Il Sud, l'Italia e la "sindrome De Luca"

 
 

O direttamente o tramite l’esilarante imitazione di Crozza, Vincenzo De Luca è diventato un personaggio nazionale. De Luca è presidente della Regione Campania dal 2015, già sindaco di Salerno, oltre che essere stato deputato dal 2001 al 2008 e viceministro delle Infrastrutture e dei Trasporti del governo Letta: un politico di lungo corso, un abile amministratore e un comunicatore a suo modo efficace. 

La sua notorietà non è dovuta solo alla sua carriera politica, ma anche dal suo colorito modo di comunicare. Anche questa volta non è passato inosservato e ha fatto parlare di sé, non però per l’insulto al malvivente di turno o ai giovani tatuati, ma per la sua intervista a Fabio Fazio a “Che tempo che fa” (22/10/2023). L’occasione è stata quella di presentare il libro Nonostante il PD edito da Piemme, in cui il Governatore ha spiegato le ragioni politiche del libro. Il titolo è già un programma, perché apertamente De Luca critica dall’interno il suo partito, il PD, e lo vede come avviluppato in una fase discendente, senza programmi, dominato da correnti in perenne lite tra loro. Eppure, De Luca pensa che il PD sia ancora l’unico partito in Italia in grado di dare voce ai più deboli, se solo avesse un pensiero politico-programmatico e un’unità d’intenti.
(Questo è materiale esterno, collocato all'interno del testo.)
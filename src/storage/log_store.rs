//! Typed, day-partitioned event log over a [`SegmentStore`]
//!
//! Writers append encoded records to `(kind, day)` segments. Readers map a
//! symbolic range to the existing segments and merge their records. Read
//! paths never fail: missing days are empty, unreadable segments and
//! undecodable records are skipped with a warning.

use chrono::NaiveDate;
use serde::de::DeserializeOwned;
use serde::Serialize;
use std::path::Path;
use std::sync::Arc;
use tracing::{debug, warn};

use super::{InMemorySegmentStore, SegmentKey, SegmentStore, SledSegmentStore, StoreError};
use crate::types::{EventKind, StatsRange};

#[derive(Clone)]
pub struct LogStore {
    backend: Arc<dyn SegmentStore>,
}

impl LogStore {
    pub fn new(backend: Arc<dyn SegmentStore>) -> Self {
        Self { backend }
    }

    pub fn in_memory() -> Self {
        Self::new(Arc::new(InMemorySegmentStore::new()))
    }

    pub fn open_sled<P: AsRef<Path>>(path: P) -> Result<Self, StoreError> {
        Ok(Self::new(Arc::new(SledSegmentStore::open(path)?)))
    }

    pub fn backend_name(&self) -> &'static str {
        self.backend.backend_name()
    }

    /// Append one record to the `(kind, day)` segment.
    pub fn append<T: Serialize>(
        &self,
        kind: EventKind,
        day: NaiveDate,
        record: &T,
    ) -> Result<SegmentKey, StoreError> {
        let key = SegmentKey::new(kind, day);
        let bytes = serde_json::to_vec(record)?;
        self.backend.append(&key, &bytes)?;
        debug!(segment = %key, size_bytes = bytes.len(), "Record appended");
        Ok(key)
    }

    /// Existing segments of `kind` among the `range.days()` most recent
    /// calendar days ending at `today`, newest first.
    pub fn segments_in_range(
        &self,
        range: StatsRange,
        kind: EventKind,
        today: NaiveDate,
    ) -> Vec<SegmentKey> {
        range
            .calendar_days(today)
            .into_iter()
            .map(|day| SegmentKey::new(kind, day))
            .filter(|key| self.backend.segment_exists(key))
            .collect()
    }

    /// Merge every record of the given segments into one list.
    pub fn load_records<T: DeserializeOwned>(&self, segments: &[SegmentKey]) -> Vec<T> {
        let mut records = Vec::new();

        for key in segments {
            let raw = match self.backend.read_segment(key) {
                Ok(raw) => raw,
                Err(StoreError::MissingSegment(_)) => {
                    debug!(segment = %key, "Segment absent, contributing zero records");
                    continue;
                }
                Err(e) => {
                    warn!(segment = %key, error = %e, "Skipping unreadable segment");
                    continue;
                }
            };

            let mut skipped = 0usize;
            for bytes in raw {
                match serde_json::from_slice::<T>(&bytes) {
                    Ok(record) => records.push(record),
                    Err(_) => skipped += 1,
                }
            }
            if skipped > 0 {
                warn!(segment = %key, skipped, "Skipped undecodable records");
            }
        }

        records
    }

    /// Every segment in the store.
    pub fn list_segments(&self) -> Vec<SegmentKey> {
        self.backend.list_segments().unwrap_or_else(|e| {
            warn!(error = %e, "Failed to list segments");
            Vec::new()
        })
    }

    pub fn flush(&self) -> Result<(), StoreError> {
        self.backend.flush()
    }
}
Nell’intervista, oltre a condividere problemi e difficoltà che sono sotto gli occhi di tutti nel mezzogiorno d’Italia, De Luca non ha espresso idee politiche, non ha promosso un pensiero che potesse dare una prospettiva futura. E’ stato efficace nel criticare, ma molto meno nel costruire, al di là di qualche slogan più o meno suggestivo. Ad esempio, per il Governatore, la Campania è sempre l’ultima perché non riceve i fondi, non ci sono investimenti in spesa pubblica pro-capite, non c’è investimento in sicurezza… Lamentele. E’ colpa di questo. E’ responsabilità dell’altro.

La raffigurazione della realtà è presto detta: il Sud vorrebbe crescere ma non può perché altri (leggi: il governo) non stanno facendo il loro lavoro, i fondi sono bloccati, la burocrazia strangola ogni progetto. E’ colpa degli incompetenti, dei camorristi, dei decerebrati, dei fannulloni, degli sperperatori di risorse pubbliche, … De Luca vorrebbe ma non può, potrebbe ma non è messo nelle condizioni. Sta di fatto il Governatore appare aggrovigliato nel suo piccolo mondo, apparentemente molto complicato, che aspetta che arrivi la soluzione ai problemi da fuori, dall’alto, senza mettersi in discussione veramente e cambiare. E pensare che De Luca è in politica da decenni e ha avuto anche responsabilità nazionali: mentre critica dovrebbe fare auto-critica. Invece no.

Il Governatore sbraita contro le ingiustizie, urla contro chi commette errori, si muove come battendo l’aria (per usare una metafora paolina) e pretende che altri risolvano i suoi di problemi. Non è forse questo il modo comune di affrontare i problemi? Non è forse questo l’atteggiamento che si registra quando si parla di temi che toccano il lavoro, la famiglia, la scuola? Quante volte siamo noi “De Luca”?

Ciò che mi ha colpito in questa intervista è che, se è vero che la politica è immagine e somiglianza dei suoi elettori, allora il governatore della Campania, Vincenzo De Luca, è la sintesi incarnata e incartata di una cultura diffusa in Italia e specialmente nel Mezzogiorno: essa è caratterizzata da attendismo, incertezza, pigrizia, refrattarietà al cambiamento, impassibilità davanti alle opportunità che potrebbero cambiare il corso delle cose, una certa repulsione di fronte al cambiamento. E poi, lamentele e attribuzioni di responsabilità agli altri. Lo schema di gioco è questo: 1. abbiamo un problema, 2. La colpa è degli altri; 3. Intanto ci lamentiamo e insultiamo. 

La “sindrome di De Luca” è molto diffusa. Essa dice che noi siamo i migliori, i più furbi ed intelligenti. Il problema sono gli altri e per questo vanno denigrati in modo sarcastico. Intanto non molto cambia se non far crescere il tasso di rabbia e di scurrilità del linguaggio pubblico. Parafrasando il titolo del libro, nonostante De Luca, sono altri i modelli di impegno politico di cui la Campania, il Mezzogiorno e l’Italia avrebbero bisogno. Non un anti-De Luca qualunque che riproduce la stessa matrice culturale, ma donne e uomini rinnovati dall’evangelo e che vivono una vocazione politica riformata dallo stesso e che siano guariti dalla “sindrome De Luca”.